UPDATE: July 30, 2018: The Metro Council voted in favor of the ordinance on Thursday. A Metro representative told Waste Dive in an email that the council voted 7-0 to pass the measure.
Dive Brief:
- The Metro Council (Metro) — the regional governing body for the Portland, Oregon metropolitan area — is scheduled for a July 26 vote on a proposed ordinance that would require municipalities to enforce source-separation of scraps from commercial and institutional generators for donation or processing.
- Establishments that generate 1,000 pounds or more of organics per week would have to comply by March 2020. Generators of 500 pounds or more would be phased in by March 2021, followed by those with 250 pounds or more by Sept. 2022.
- Metro is budgeting $400,000 for technical assistance to local governments in the upcoming fiscal year and is also prepared to make offset payments to service providers in the event that transfer or processing sites for organics are farther than existing refuse facilities. Metro is also in negotiations with Waste Management to open a pre-processing facility to prepare material for anaerobic digestion at Portland’s Columbia Boulevard Wastewater Treatment Facility.
Dive Insight:
Oregon's Department of Environmental Quality has set a food waste recovery goal of 25% by 2020 and Metro is considering a separate resolution that would put it on track to "implement a regional food scraps disposal prohibition no earlier than January 2025." Food waste is almost 18% — about 170,000 tons annually — of what the greater Portland region sends to landfills, Ken Ray, Metro's senior public affairs coordinator, told Waste Dive.
The proposed ordinance focuses on businesses and schools rather than making the existing, optional residential organics program mandatory because most of the region's food waste comes from the commercial sector. Metro estimates that businesses produce 100,000 tons of food waste annually, of which 24,000 tons is collected through the 15-year-old voluntary commercial organics program. The council believes that the proposed ordinance and pre-processing facility could increase commercial volumes to 50,000 tons a year once full implementation is complete.

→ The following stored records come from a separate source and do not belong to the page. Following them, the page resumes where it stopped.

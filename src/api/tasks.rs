//! Task CRUD endpoints.

use std::sync::Arc;

use axum::{
    extract::{Path, Query, State},
    http::StatusCode,
    Json,
};
use serde::{Deserialize, Serialize};

use crate::task::{Task, TaskPatch, TaskStatus};

use super::routes::AppState;
use super::types::ApiError;

/// Largest accepted page size; bigger requests are silently capped.
const MAX_PAGE_SIZE: usize = 100;
const DEFAULT_PAGE: usize = 1;
const DEFAULT_SIZE: usize = 10;

// ─────────────────────────────────────────────────────────────────────────────
// Request/Response Types
// ─────────────────────────────────────────────────────────────────────────────

#[derive(Debug, Deserialize)]
pub struct CreateTaskRequest {
    /// Required; rejected when it trims to empty. Defaulted so a missing
    /// field reaches the presence check instead of a decode rejection.
    #[serde(default)]
    pub title: String,
    #[serde(default)]
    pub description: String,
}

#[derive(Debug, Deserialize)]
pub struct UpdateTaskRequest {
    /// Absent means "keep the stored title"
    pub title: Option<String>,
    /// Absent keeps the stored description; an empty string clears it
    pub description: Option<String>,
    /// Absent keeps the stored status. Parsed in the handler; an unknown
    /// value is a 400, not a decode rejection.
    pub status: Option<String>,
}

#[derive(Debug, Deserialize)]
pub struct ListTasksQuery {
    pub page: Option<String>,
    pub size: Option<String>,
    pub status: Option<String>,
}

/// Page of tasks with pagination metadata.
#[derive(Debug, Serialize)]
pub struct TaskListResponse {
    pub total: usize,
    pub page: usize,
    pub size: usize,
    pub pages: usize,
    pub tasks: Vec<Task>,
}

// ─────────────────────────────────────────────────────────────────────────────
// Handlers
// ─────────────────────────────────────────────────────────────────────────────

/// POST /tasks - Create a task.
pub async fn create_task(
    State(state): State<Arc<AppState>>,
    Json(req): Json<CreateTaskRequest>,
) -> Result<(StatusCode, Json<Task>), ApiError> {
    if req.title.trim().is_empty() {
        return Err(ApiError::bad_request("title required"));
    }
    let task = state
        .service
        .create_task(&req.title, &req.description)
        .await?;
    Ok((StatusCode::CREATED, Json(task)))
}

/// GET /tasks/{id} - Fetch a single task.
pub async fn get_task(
    State(state): State<Arc<AppState>>,
    Path(id): Path<i64>,
) -> Result<Json<Task>, ApiError> {
    let task = state.service.get_task(id).await?;
    Ok(Json(task))
}

/// GET /tasks - List tasks with pagination and an optional status filter.
pub async fn list_tasks(
    State(state): State<Arc<AppState>>,
    Query(query): Query<ListTasksQuery>,
) -> Result<Json<TaskListResponse>, ApiError> {
    let page = parse_positive(query.page.as_deref(), DEFAULT_PAGE);
    let size = parse_positive(query.size.as_deref(), DEFAULT_SIZE).min(MAX_PAGE_SIZE);
    let status = parse_status_filter(query.status.as_deref())?;

    let listing = state.service.list_tasks(page, size, status).await?;

    Ok(Json(TaskListResponse {
        total: listing.total,
        page,
        size,
        pages: listing.total.div_ceil(size),
        tasks: listing.tasks,
    }))
}

/// PUT /tasks/{id} - Partially update a task. Absent fields are unchanged.
pub async fn update_task(
    State(state): State<Arc<AppState>>,
    Path(id): Path<i64>,
    Json(req): Json<UpdateTaskRequest>,
) -> Result<Json<Task>, ApiError> {
    if let Some(title) = &req.title {
        if title.trim().is_empty() {
            return Err(ApiError::bad_request("title cannot be empty"));
        }
    }
    let status = match req.status.as_deref() {
        Some(s) => Some(
            s.parse::<TaskStatus>()
                .map_err(|_| ApiError::bad_request("invalid status"))?,
        ),
        None => None,
    };

    let patch = TaskPatch {
        title: req.title,
        description: req.description,
        status,
    };
    let task = state.service.update_task(id, patch).await?;
    Ok(Json(task))
}

/// DELETE /tasks/{id} - Remove a task.
pub async fn delete_task(
    State(state): State<Arc<AppState>>,
    Path(id): Path<i64>,
) -> Result<StatusCode, ApiError> {
    state.service.delete_task(id).await?;
    Ok(StatusCode::NO_CONTENT)
}

// ─────────────────────────────────────────────────────────────────────────────
// Query parsing
// ─────────────────────────────────────────────────────────────────────────────

/// Parse a positive integer query value, silently falling back to the
/// default on absence, garbage, or non-positive input.
fn parse_positive(value: Option<&str>, default: usize) -> usize {
    match value.and_then(|s| s.parse::<usize>().ok()) {
        Some(n) if n > 0 => n,
        _ => default,
    }
}

/// Parse the optional status filter; an unknown value is a 400.
fn parse_status_filter(value: Option<&str>) -> Result<Option<TaskStatus>, ApiError> {
    match value.map(str::trim) {
        None | Some("") => Ok(None),
        Some(s) => s
            .parse::<TaskStatus>()
            .map(Some)
            .map_err(|_| ApiError::bad_request("invalid status filter")),
    }
}

#[cfg(test)]
mod tests {
    use super::*;

    #[test]
    fn test_parse_positive_falls_back_silently() {
        assert_eq!(parse_positive(None, 1), 1);
        assert_eq!(parse_positive(Some("3"), 1), 3);
        assert_eq!(parse_positive(Some("0"), 10), 10);
        assert_eq!(parse_positive(Some("-2"), 10), 10);
        assert_eq!(parse_positive(Some("abc"), 10), 10);
    }

    #[test]
    fn test_parse_status_filter() {
        assert!(parse_status_filter(None).unwrap().is_none());
        assert!(parse_status_filter(Some("")).unwrap().is_none());
        assert_eq!(
            parse_status_filter(Some("Completed")).unwrap(),
            Some(TaskStatus::Completed)
        );
        assert!(parse_status_filter(Some("Bogus")).is_err());
    }
}
use smallvec::SmallVec;
use std::{
    fmt::{Display, Write},
    ops::{Index, IndexMut},
    slice::Chunks,
};
use thiserror::Error;
use tracing::{debug, trace};

use super::{ArithmeticError, Field};

/// A dense row-major matrix with entries in the field `F`.
#[derive(Clone, Debug, Eq, PartialEq)]
pub struct Matrix<F: Field> {
    pub(crate) shape: (u32, u32),
    pub(crate) data: SmallVec<[F::Element; 25]>,
    pub(crate) field: F,
}

/// Errors from constructing or combining matrices.
#[derive(Debug, Clone, PartialEq, Eq, Error)]
pub enum MatrixError {
    #[error("the matrix has no rows")]
    Empty,
    #[error("row {row} has {found} entries, expected {expected}")]
    NotRectangular {
        row: usize,
        expected: usize,
        found: usize,
    },
    #[error("data length {len} does not match matrix dimensions ({rows},{cols})")]
    DimensionMismatch { len: usize, rows: u32, cols: u32 },
    #[error("the matrix is not square: ({rows},{cols})")]
    NotSquare { rows: u32, cols: u32 },
    #[error("a ({rows},{cols}) matrix exceeds the supported size")]
    TooLarge { rows: usize, cols: usize },
    #[error("vector has length {found}, expected {expected}")]
    LengthMismatch { expected: usize, found: usize },
    #[error(transparent)]
    Arithmetic(#[from] ArithmeticError),
}

/// Convert a shape to `u32` dimensions whose product also fits in a `u32`.
fn checked_shape(rows: usize, cols: usize) -> Result<(u32, u32), MatrixError> {
    let too_large = || MatrixError::TooLarge { rows, cols };
    let r = u32::try_from(rows).map_err(|_| too_large())?;
    let c = u32::try_from(cols).map_err(|_| too_large())?;
    r.checked_mul(c).ok_or_else(too_large)?;
    Ok((r, c))
}

impl<F: Field> Matrix<F> {
    /// Create a new zeroed matrix with `rows` rows and `cols` columns.
    pub fn new(rows: u32, cols: u32, field: F) -> Matrix<F> {
        Matrix {
            shape: (rows, cols),
            data: (0..rows as usize * cols as usize)
                .map(|_| field.zero())
                .collect(),
            field,
        }
    }

    /// Create a square matrix with ones on the main diagonal.
    pub fn identity(rows: u32, field: F) -> Matrix<F> {
        let mut m = Matrix::new(rows, rows, field);
        for i in 0..rows {
            m[(i, i)] = field.one();
        }
        m
    }

    /// Convert a row-major linear representation into a matrix.
    pub fn from_linear(
        data: Vec<F::Element>,
        rows: u32,
        cols: u32,
        field: F,
    ) -> Result<Matrix<F>, MatrixError> {
        checked_shape(rows as usize, cols as usize)?;
        if data.len() != rows as usize * cols as usize {
            return Err(MatrixError::DimensionMismatch {
                len: data.len(),
                rows,
                cols,
            });
        }

        Ok(Matrix {
            shape: (rows, cols),
            data: data.into(),
            field,
        })
    }

    /// Create a matrix from a list of rows, which must all have the length of the first row.
    pub fn from_nested_vec(
        matrix: Vec<Vec<F::Element>>,
        field: F,
    ) -> Result<Matrix<F>, MatrixError> {
        let cols = matrix.first().map(|r| r.len()).ok_or(MatrixError::Empty)?;
        let rows = matrix.len();
        let shape = checked_shape(rows, cols)?;

        let mut data = SmallVec::with_capacity(rows * cols);
        for (i, r) in matrix.into_iter().enumerate() {
            if r.len() != cols {
                return Err(MatrixError::NotRectangular {
                    row: i + 1,
                    expected: cols,
                    found: r.len(),
                });
            }
            data.extend(r);
        }

        Ok(Matrix {
            shape,
            data,
            field,
        })
    }

    /// Create the augmented matrix `(A | b)`.
    pub fn augment(a: &Matrix<F>, b: &[F::Element]) -> Result<Matrix<F>, MatrixError> {
        if b.len() != a.rows() {
            return Err(MatrixError::LengthMismatch {
                expected: a.rows(),
                found: b.len(),
            });
        }

        let (rows, cols) = a.shape;
        let mut m = Matrix::new(rows, cols + 1, a.field);
        for r in 0..rows {
            for c in 0..cols {
                m[(r, c)] = a[(r, c)].clone();
            }
            m[(r, cols)] = b[r as usize].clone();
        }
        Ok(m)
    }

    pub fn rows(&self) -> usize {
        self.shape.0 as usize
    }

    pub fn cols(&self) -> usize {
        self.shape.1 as usize
    }

    pub fn field(&self) -> &F {
        &self.field
    }

    /// The entries in row-major order.
    pub fn data(&self) -> &[F::Element] {
        &self.data
    }

    pub fn row(&self, row: u32) -> &[F::Element] {
        let start = row as usize * self.shape.1 as usize;
        &self.data[start..start + self.shape.1 as usize]
    }

    pub fn row_iter(&self) -> Chunks<'_, F::Element> {
        // chunks(0) panics
        self.data.chunks(self.shape.1.max(1) as usize)
    }

    pub fn swap_rows(&mut self, r1: u32, r2: u32) {
        if r1 == r2 {
            return;
        }
        for c in 0..self.shape.1 {
            self.data.swap(
                r1 as usize * self.shape.1 as usize + c as usize,
                r2 as usize * self.shape.1 as usize + c as usize,
            );
        }
    }

    /// Compute the product of the matrix with the column vector `x`.
    pub fn mul_vec(&self, x: &[F::Element]) -> Result<Vec<F::Element>, MatrixError> {
        if x.len() != self.cols() {
            return Err(MatrixError::LengthMismatch {
                expected: self.cols(),
                found: x.len(),
            });
        }

        let mut res = Vec::with_capacity(self.rows());
        for r in 0..self.shape.0 {
            let mut acc = self.field.zero();
            for (a, b) in self.row(r).iter().zip(x) {
                let p = self.field.mul(a, b)?;
                self.field.add_assign(&mut acc, &p)?;
            }
            res.push(acc);
        }
        Ok(res)
    }
}

impl<F: Field> Index<(u32, u32)> for Matrix<F> {
    type Output = F::Element;

    fn index(&self, index: (u32, u32)) -> &Self::Output {
        &self.data[index.0 as usize * self.shape.1 as usize + index.1 as usize]
    }
}

impl<F: Field> IndexMut<(u32, u32)> for Matrix<F> {
    fn index_mut(&mut self, index: (u32, u32)) -> &mut F::Element {
        &mut self.data[index.0 as usize * self.shape.1 as usize + index.1 as usize]
    }
}

impl<F: Field> Display for Matrix<F> {
    fn fmt(&self, f: &mut std::fmt::Formatter<'_>) -> std::fmt::Result {
        f.write_char('{')?;
        for ri in 0..self.rows() {
            f.write_char('{')?;
            for (ci, c) in self.row(ri as u32).iter().enumerate() {
                Display::fmt(c, f)?;
                if ci + 1 < self.cols() {
                    f.write_char(',')?;
                }
            }
            f.write_char('}')?;
            if ri + 1 < self.rows() {
                f.write_char(',')?;
            }
        }
        f.write_char('}')
    }
}

/// The pivot structure of a row-reduced matrix.
///
/// Pivot columns strictly increase with the row index, and every row has
/// at most one pivot. A row without a pivot is entirely zero.
#[derive(Clone, Debug, PartialEq, Eq)]
pub struct PivotMap {
    row_pivots: SmallVec<[Option<u32>; 8]>,
    pivot_columns: SmallVec<[bool; 16]>,
}

impl PivotMap {
    fn new(rows: u32, cols: u32) -> PivotMap {
        PivotMap {
            row_pivots: (0..rows).map(|_| None).collect(),
            pivot_columns: (0..cols).map(|_| false).collect(),
        }
    }

    fn record(&mut self, row: u32, col: u32) {
        self.row_pivots[row as usize] = Some(col);
        self.pivot_columns[col as usize] = true;
    }

    /// Whether this map describes a matrix with `rows` rows and `cols` columns.
    pub(crate) fn fits(&self, rows: u32, cols: u32) -> bool {
        self.row_pivots.len() == rows as usize && self.pivot_columns.len() == cols as usize
    }

    /// The column holding the leading 1 of `row`, or `None` for a zero row.
    pub fn pivot_of_row(&self, row: u32) -> Option<u32> {
        self.row_pivots.get(row as usize).copied().flatten()
    }

    pub fn is_pivot_column(&self, col: u32) -> bool {
        self.pivot_columns
            .get(col as usize)
            .copied()
            .unwrap_or(false)
    }

    /// The row that owns the pivot in column `col`.
    pub fn row_of_pivot(&self, col: u32) -> Option<u32> {
        self.row_pivots
            .iter()
            .position(|p| *p == Some(col))
            .map(|r| r as u32)
    }

    /// All `(row, column)` pivot positions, in increasing row order.
    pub fn pivots(&self) -> impl Iterator<Item = (u32, u32)> + '_ {
        self.row_pivots
            .iter()
            .enumerate()
            .filter_map(|(r, c)| c.map(|c| (r as u32, c)))
    }

    /// The number of pivot columns among the first `max_col` columns.
    pub fn rank(&self, max_col: u32) -> usize {
        self.pivot_columns
            .iter()
            .take(max_col as usize)
            .filter(|p| **p)
            .count()
    }

    /// The non-pivot columns among the first `max_col` columns, in column order.
    pub fn free_columns(&self, max_col: u32) -> Vec<u32> {
        (0..max_col.min(self.pivot_columns.len() as u32))
            .filter(|c| !self.pivot_columns[*c as usize])
            .collect()
    }
}

impl<F: Field> Matrix<F> {
    /// Transform the matrix in place into reduced row-echelon form using
    /// Gauss-Jordan elimination and return its pivot structure.
    ///
    /// The pivot of each column is the first nonzero entry at or below the
    /// current row. Since arithmetic is exact, any nonzero pivot is as good as
    /// any other and no magnitude comparison is made.
    ///
    /// On error the matrix is left partially reduced.
    pub fn row_reduce(&mut self) -> Result<PivotMap, ArithmeticError> {
        let (nrows, ncols) = self.shape;
        let field = self.field;
        let mut pivots = PivotMap::new(nrows, ncols);

        let mut r = 0;
        let mut lead = 0;
        while r < nrows && lead < ncols {
            let Some(i) = (r..nrows).find(|&i| !F::is_zero(&self[(i, lead)])) else {
                // no pivot in this column, try the next one with the same row
                lead += 1;
                continue;
            };

            if i != r {
                trace!(from = i, to = r, "swap rows");
                self.swap_rows(r, i);
            }

            // entries left of `lead` in row `r` are already zero
            let pivot = self[(r, lead)].clone();
            debug!(row = r, column = lead, %pivot, "selected pivot");
            if !field.is_one(&pivot) {
                for c in lead..ncols {
                    field.div_assign(&mut self[(r, c)], &pivot)?;
                }
            }

            for rr in 0..nrows {
                if rr == r {
                    continue;
                }

                let factor = self[(rr, lead)].clone();
                if F::is_zero(&factor) {
                    continue;
                }

                trace!(row = rr, %factor, "eliminate");
                for c in lead..ncols {
                    let e = self[(r, c)].clone();
                    field.sub_mul_assign(&mut self[(rr, c)], &factor, &e)?;
                }
            }

            pivots.record(r, lead);
            r += 1;
            lead += 1;
        }

        Ok(pivots)
    }

    /// Take ownership of the matrix, row-reduce it, and hand it back with its pivots.
    pub fn into_row_reduced(mut self) -> Result<(Matrix<F>, PivotMap), ArithmeticError> {
        let pivots = self.row_reduce()?;
        Ok((self, pivots))
    }

    /// Get the rank of the matrix.
    pub fn rank(&self) -> Result<usize, ArithmeticError> {
        let pivots = self.clone().row_reduce()?;
        Ok(pivots.rank(self.shape.1))
    }

    /// Check if the matrix is in reduced row-echelon form.
    pub fn is_row_reduced(&self) -> bool {
        let mut last_lead: Option<u32> = None;
        let mut seen_zero_row = false;

        for r in 0..self.shape.0 {
            let Some(lead) = (0..self.shape.1).find(|&c| !F::is_zero(&self[(r, c)])) else {
                seen_zero_row = true;
                continue;
            };

            if seen_zero_row
                || last_lead.is_some_and(|l| lead <= l)
                || !self.field.is_one(&self[(r, lead)])
                || (0..self.shape.0).any(|rr| rr != r && !F::is_zero(&self[(rr, lead)]))
            {
                return false;
            }

            last_lead = Some(lead);
        }

        true
    }

    /// Compute the determinant of a square matrix.
    pub fn det(&self) -> Result<F::Element, MatrixError> {
        if self.shape.0 != self.shape.1 {
            return Err(MatrixError::NotSquare {
                rows: self.shape.0,
                cols: self.shape.1,
            });
        }

        let n = self.shape.0;
        let field = self.field;
        let mut m = self.clone();
        let mut det = field.one();

        for j in 0..n {
            let Some(k) = (j..n).find(|&k| !F::is_zero(&m[(k, j)])) else {
                return Ok(field.zero());
            };

            if k != j {
                m.swap_rows(j, k);
                det = field.neg(&det)?;
            }

            let pivot = m[(j, j)].clone();
            field.mul_assign(&mut det, &pivot)?;

            let inv_pivot = field.inv(&pivot)?;
            for k in j + 1..n {
                if F::is_zero(&m[(k, j)]) {
                    continue;
                }

                let s = field.mul(&m[(k, j)], &inv_pivot)?;
                for l in j..n {
                    let e = m[(j, l)].clone();
                    field.sub_mul_assign(&mut m[(k, l)], &s, &e)?;
                }
            }
        }

        Ok(det)
    }
}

Metro notes that the program would only pertain to food scraps, not to surplus edible food. "For food that is still edible but can't be served, we encourage donation to food agencies," Ray said.
The proposed plan is unique because Metro is active in the process of obtaining an organics facility, instead of merely the governance process. "Metro is doing both policy and facility procurement — development of a processor," Ray said. "We need to procure additional processing capacity if we're going to do this."
The council is actively working to keep costs down for customers as the program is implemented, but haulers for each individual municipality set their own pricing structures. Because residential and commercial collections are separate, the ordinance is not expected to affect residential pricing. Some businesses have raised concerns about incurring additional costs through the new program, but Ray points out that in some cases their hauling prices might actually decrease because they will have lower volumes of trash to haul to landfill. Still, Metro cannot set the haulers' prices.
Metro researched other cities' successes and shortcomings in the organics space, and it modeled the proposed ordinance after other areas' successful programs, such as in Massachusetts. Though by actively working to expand processing capacity ahead of implementation, and budgeting to offset transfer costs as that capacity ramps up, Metro is going farther than most local governments have for similar organics mandates.
"This is our biggest opportunity to change our waste stream and get more value out of this product, and to reduce greenhouse gases," Ray said.